:: WHAT IS NEEDED ::
From the first line to the last, print the records exactly.

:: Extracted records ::
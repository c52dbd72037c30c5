// ============================================
// Feed Merge State
// ============================================
//
// Insert-or-queue bookkeeping for one live feed:
// - new articles land at the top of the visible list only while the
//   reader sits at the top; otherwise they wait in a pending queue
//   until the reader asks for them
// - a published_at watermark keeps refreshes incremental
// - reader edits (like, bookmark, scroll) are applied to the article's
//   record wherever it lives, so a refresh can never revert them
//
// The machine is Idle -> Fetching -> (Inserted | Queued) -> Idle. It is
// synchronous and single-owner; the session wraps it in an async mutex.

use crate::models::{Article, RecommendationScore};
use crate::utils::clamp01;
use chrono::{DateTime, Utc};
use std::collections::HashSet;
use tracing::debug;

/// One feed entry: the immutable article plus the per-session reader
/// state layered on top of it.
#[derive(Debug, Clone)]
pub struct FeedArticle {
    pub article: Article,
    pub is_liked: bool,
    pub is_bookmarked: bool,
    /// Deepest scroll position the reader reached, in [0, 1]
    pub scroll_depth: f64,
    /// Score from the ranking pass that produced this entry, if any
    pub ranking_score: Option<f64>,
    pub reasons: Vec<String>,
}

impl FeedArticle {
    pub fn new(article: Article) -> Self {
        Self {
            article,
            is_liked: false,
            is_bookmarked: false,
            scroll_depth: 0.0,
            ranking_score: None,
            reasons: Vec::new(),
        }
    }

    pub fn ranked(article: Article, score: &RecommendationScore) -> Self {
        Self {
            ranking_score: Some(score.score),
            reasons: score.reasons.clone(),
            ..Self::new(article)
        }
    }
}
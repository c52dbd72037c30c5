pub mod retry;

/// Clamp a score into the [0, 1] domain.
///
/// All bounded scores are clamped before storage or comparison; upstream
/// analyzers may return out-of-range values and must never leak them past
/// the boundary.
pub fn clamp01(value: f64) -> f64 {
    if value.is_nan() {
        return 0.0;
    }
    value.clamp(0.0, 1.0)
}

/// Deduplicate strings while preserving first-seen order, capped at `max`.
///
/// Comparison is case-insensitive after trimming so that reasons produced by
/// different scorers ("Recent news" / "recent news") collapse into one entry.
pub fn dedup_capped(items: Vec<String>, max: usize) -> Vec<String> {
    let mut seen = std::collections::HashSet::new();
    let mut out = Vec::new();

    for item in items {
        let key = item.trim().to_lowercase();
        if key.is_empty() {
            continue;
        }
        if seen.insert(key) {
            out.push(item);
            if out.len() >= max {
                break;
            }
        }
    }

    out
}
// ============================================
// Mood Scorer
// ============================================
//
// Ranks candidates against the user's current mood profile, independent of
// their long-term reading pattern. Includes a small bounded random
// perturbation so repeated passes over the same candidates rotate
// near-equal articles; inject `Jitter::None` to pin rankings in tests.
// Scores are kept in [0, 1]; the display layer multiplies by 100.

use super::{sort_ranked, Jitter, MAX_REASONS};
use crate::config::ScoringConfig;
use crate::models::{Algorithm, Article, MoodProfile, RecommendationScore};
use crate::utils::{clamp01, dedup_capped};
use chrono::{DateTime, Utc};

/// A matched topic bias at or above this adds a reason.
const MOOD_REASON_THRESHOLD: f64 = 0.7;
/// Length tolerance maps onto minutes via this scale.
const LENGTH_SCALE_MINUTES: f64 = 20.0;
/// Engagement normalizes against this ceiling for the small boost term.
const ENGAGEMENT_CEILING: f64 = 100.0;

pub struct MoodScorer {
    config: ScoringConfig,
    jitter: Jitter,
}

impl MoodScorer {
    pub fn new(config: ScoringConfig) -> Self {
        let jitter = Jitter::Uniform(config.mood_jitter);
        Self { config, jitter }
    }

    pub fn with_jitter(config: ScoringConfig, jitter: Jitter) -> Self {
        Self { config, jitter }
    }

    pub fn score_one(&self, article: &Article, mood: &MoodProfile) -> RecommendationScore {
        let mut score = 0.0;
        let mut reasons = Vec::new();

        // Term 1: depth match, weight 0.25
        let depth_fit = 1.0 - (mood.want_depth - article.depth_score).abs();
        score += depth_fit * 0.25;
        if mood.want_depth >= 0.7 && article.depth_score >= 0.7 {
            reasons.push("in-depth read".to_string());
        } else if mood.want_depth <= 0.3 && article.depth_score <= 0.3 {
            reasons.push("light read".to_string());
        }

        // Term 2: positivity match, weight 0.20
        let positivity_fit = 1.0 - (mood.positivity_pref - article.sentiment).abs();
        score += positivity_fit * 0.20;
        if mood.positivity_pref >= 0.7 && article.sentiment >= 0.7 {
            reasons.push("upbeat story".to_string());
        }

        // Term 3: length match against tolerance * 20 minutes, weight 0.15
        let target_minutes = mood.length_tolerance * LENGTH_SCALE_MINUTES;
        let length_distance =
            (f64::from(article.estimated_read_minutes) - target_minutes).abs();
        let length_fit = (1.0 - length_distance / LENGTH_SCALE_MINUTES).max(0.0);
        score += length_fit * 0.15;

        // Term 4: topic bias match, weight 0.30 averaged over matching tags
        let matched = matching_biases(article, mood);
        if !matched.is_empty() {
            let avg: f64 = matched.iter().map(|(_, bias)| *bias).sum::<f64>()
                / matched.len() as f64;
            score += avg * 0.30;
            for (topic, bias) in &matched {
                if *bias >= MOOD_REASON_THRESHOLD {
                    reasons.push(format!("in the mood for {}", topic));
                }
            }
        }

        // Term 5: small quality and engagement boost, at most 0.2 combined
        score += article.content_quality * 0.12;
        score += (article.engagement_score / ENGAGEMENT_CEILING).min(1.0) * 0.08;

        // Term 6: bounded discovery perturbation
        score += self.jitter.sample();

        RecommendationScore {
            article_id: article.id.clone(),
            score: clamp01(score),
            reasons: dedup_capped(reasons, MAX_REASONS),
            algorithm: Algorithm::MoodBased,
        }
    }

    /// Score a batch, drop everything at or below the display floor, and
    /// return the ranked top slice.
    pub fn score(&self, candidates: &[Article], mood: &MoodProfile) -> Vec<RecommendationScore> {
        let mut ranked: Vec<(RecommendationScore, DateTime<Utc>)> = candidates
            .iter()
            .map(|article| (self.score_one(article, mood), article.published_at))
            .filter(|(score, _)| score.score > self.config.mood_score_floor)
            .collect();

        sort_ranked(&mut ranked);
        ranked.truncate(self.config.mood_max_results);
        ranked.into_iter().map(|(score, _)| score).collect()
    }
}

/// Case-insensitive substring match in either direction between article
/// topic tags and mood topic biases.
fn matching_biases<'a>(article: &Article, mood: &'a MoodProfile) -> Vec<(&'a str, f64)> {
    let mut matched = Vec::new();
    for tag in &article.topics {
        let tag_lower = tag.to_lowercase();
        for (mood_topic, bias) in &mood.topic_biases {
            let mood_lower = mood_topic.to_lowercase();
            if tag_lower.contains(&mood_lower) || mood_lower.contains(&tag_lower) {
                matched.push((mood_topic.as_str(), *bias));
            }
        }
    }
    matched
}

:: TASK SOLUTION ::
repository c52dbd72037c30c5
// ============================================
// Feed Merge State
// ============================================
//
// Insert-or-queue bookkeeping for one live feed:
// - new articles land at the top of the visible list only while the
//   reader sits at the top; otherwise they wait in a pending queue
//   until the reader asks for them
// - a published_at watermark keeps refreshes incremental
// - reader edits (like, bookmark, scroll) are applied to the article's
//   record wherever it lives, so a refresh can never revert them
//
// The machine is Idle -> Fetching -> (Inserted | Queued) -> Idle. It is
// synchronous and single-owner; the session wraps it in an async mutex.

use crate::models::{Article, RecommendationScore};
use crate::utils::clamp01;
use chrono::{DateTime, Utc};
use std::collections::HashSet;
use tracing::debug;

/// One feed entry: the immutable article plus the per-session reader
/// state layered on top of it.
#[derive(Debug, Clone)]
pub struct FeedArticle {
    pub article: Article,
    pub is_liked: bool,
    pub is_bookmarked: bool,
    /// Deepest scroll position the reader reached, in [0, 1]
    pub scroll_depth: f64,
    /// Score from the ranking pass that produced this entry, if any
    pub ranking_score: Option<f64>,
    pub reasons: Vec<String>,
}

impl FeedArticle {
    pub fn new(article: Article) -> Self {
        Self {
            article,
            is_liked: false,
            is_bookmarked: false,
            scroll_depth: 0.0,
            ranking_score: None,
            reasons: Vec::new(),
        }
    }

    pub fn ranked(article: Article, score: &RecommendationScore) -> Self {
        Self {
            ranking_score: Some(score.score),
            reasons: score.reasons.clone(),
            ..Self::new(article)
        }
    }
}
repository c52dbd72037c30c5
pub mod retry;

/// Clamp a score into the [0, 1] domain.
///
/// All bounded scores are clamped before storage or comparison; upstream
/// analyzers may return out-of-range values and must never leak them past
/// the boundary.
pub fn clamp01(value: f64) -> f64 {
    if value.is_nan() {
        return 0.0;
    }
    value.clamp(0.0, 1.0)
}

/// Deduplicate strings while preserving first-seen order, capped at `max`.
///
/// Comparison is case-insensitive after trimming so that reasons produced by
/// different scorers ("Recent news" / "recent news") collapse into one entry.
pub fn dedup_capped(items: Vec<String>, max: usize) -> Vec<String> {
    let mut seen = std::collections::HashSet::new();
    let mut out = Vec::new();

    for item in items {
        let key = item.trim().to_lowercase();
        if key.is_empty() {
            continue;
        }
        if seen.insert(key) {
            out.push(item);
            if out.len() >= max {
                break;
            }
        }
    }

    out
}
// ============================================
// Mood Scorer
// ============================================
//
// Ranks candidates against the user's current mood profile, independent of
// their long-term reading pattern. Includes a small bounded random
// perturbation so repeated passes over the same candidates rotate
// near-equal articles; inject `Jitter::None` to pin rankings in tests.
// Scores are kept in [0, 1]; the display layer multiplies by 100.

use super::{sort_ranked, Jitter, MAX_REASONS};
use crate::config::ScoringConfig;
use crate::models::{Algorithm, Article, MoodProfile, RecommendationScore};
use crate::utils::{clamp01, dedup_capped};
use chrono::{DateTime, Utc};

/// A matched topic bias at or above this adds a reason.
const MOOD_REASON_THRESHOLD: f64 = 0.7;
/// Length tolerance maps onto minutes via this scale.
const LENGTH_SCALE_MINUTES: f64 = 20.0;
/// Engagement normalizes against this ceiling for the small boost term.
const ENGAGEMENT_CEILING: f64 = 100.0;

pub struct MoodScorer {
    config: ScoringConfig,
    jitter: Jitter,
}

impl MoodScorer {
    pub fn new(config: ScoringConfig) -> Self {
        let jitter = Jitter::Uniform(config.mood_jitter);
        Self { config, jitter }
    }

    pub fn with_jitter(config: ScoringConfig, jitter: Jitter) -> Self {
        Self { config, jitter }
    }

    pub fn score_one(&self, article: &Article, mood: &MoodProfile) -> RecommendationScore {
        let mut score = 0.0;
        let mut reasons = Vec::new();

        // Term 1: depth match, weight 0.25
        let depth_fit = 1.0 - (mood.want_depth - article.depth_score).abs();
        score += depth_fit * 0.25;
        if mood.want_depth >= 0.7 && article.depth_score >= 0.7 {
            reasons.push("in-depth read".to_string());
        } else if mood.want_depth <= 0.3 && article.depth_score <= 0.3 {
            reasons.push("light read".to_string());
        }

        // Term 2: positivity match, weight 0.20
        let positivity_fit = 1.0 - (mood.positivity_pref - article.sentiment).abs();
        score += positivity_fit * 0.20;
        if mood.positivity_pref >= 0.7 && article.sentiment >= 0.7 {
            reasons.push("upbeat story".to_string());
        }

        // Term 3: length match against tolerance * 20 minutes, weight 0.15
        let target_minutes = mood.length_tolerance * LENGTH_SCALE_MINUTES;
        let length_distance =
            (f64::from(article.estimated_read_minutes) - target_minutes).abs();
        let length_fit = (1.0 - length_distance / LENGTH_SCALE_MINUTES).max(0.0);
        score += length_fit * 0.15;

        // Term 4: topic bias match, weight 0.30 averaged over matching tags
        let matched = matching_biases(article, mood);
        if !matched.is_empty() {
            let avg: f64 = matched.iter().map(|(_, bias)| *bias).sum::<f64>()
                / matched.len() as f64;
            score += avg * 0.30;
            for (topic, bias) in &matched {
                if *bias >= MOOD_REASON_THRESHOLD {
                    reasons.push(format!("in the mood for {}", topic));
                }
            }
        }

        // Term 5: small quality and engagement boost, at most 0.2 combined
        score += article.content_quality * 0.12;
        score += (article.engagement_score / ENGAGEMENT_CEILING).min(1.0) * 0.08;

        // Term 6: bounded discovery perturbation
        score += self.jitter.sample();

        RecommendationScore {
            article_id: article.id.clone(),
            score: clamp01(score),
            reasons: dedup_capped(reasons, MAX_REASONS),
            algorithm: Algorithm::MoodBased,
        }
    }

    /// Score a batch, drop everything at or below the display floor, and
    /// return the ranked top slice.
    pub fn score(&self, candidates: &[Article], mood: &MoodProfile) -> Vec<RecommendationScore> {
        let mut ranked: Vec<(RecommendationScore, DateTime<Utc>)> = candidates
            .iter()
            .map(|article| (self.score_one(article, mood), article.published_at))
            .filter(|(score, _)| score.score > self.config.mood_score_floor)
            .collect();

        sort_ranked(&mut ranked);
        ranked.truncate(self.config.mood_max_results);
        ranked.into_iter().map(|(score, _)| score).collect()
    }
}

/// Case-insensitive substring match in either direction between article
/// topic tags and mood topic biases.
fn matching_biases<'a>(article: &Article, mood: &'a MoodProfile) -> Vec<(&'a str, f64)> {
    let mut matched = Vec::new();
    for tag in &article.topics {
        let tag_lower = tag.to_lowercase();
        for (mood_topic, bias) in &mood.topic_biases {
            let mood_lower = mood_topic.to_lowercase();
            if tag_lower.contains(&mood_lower) || mood_lower.contains(&tag_lower) {
                matched.push((mood_topic.as_str(), *bias));
            }
        }
    }
    matched
}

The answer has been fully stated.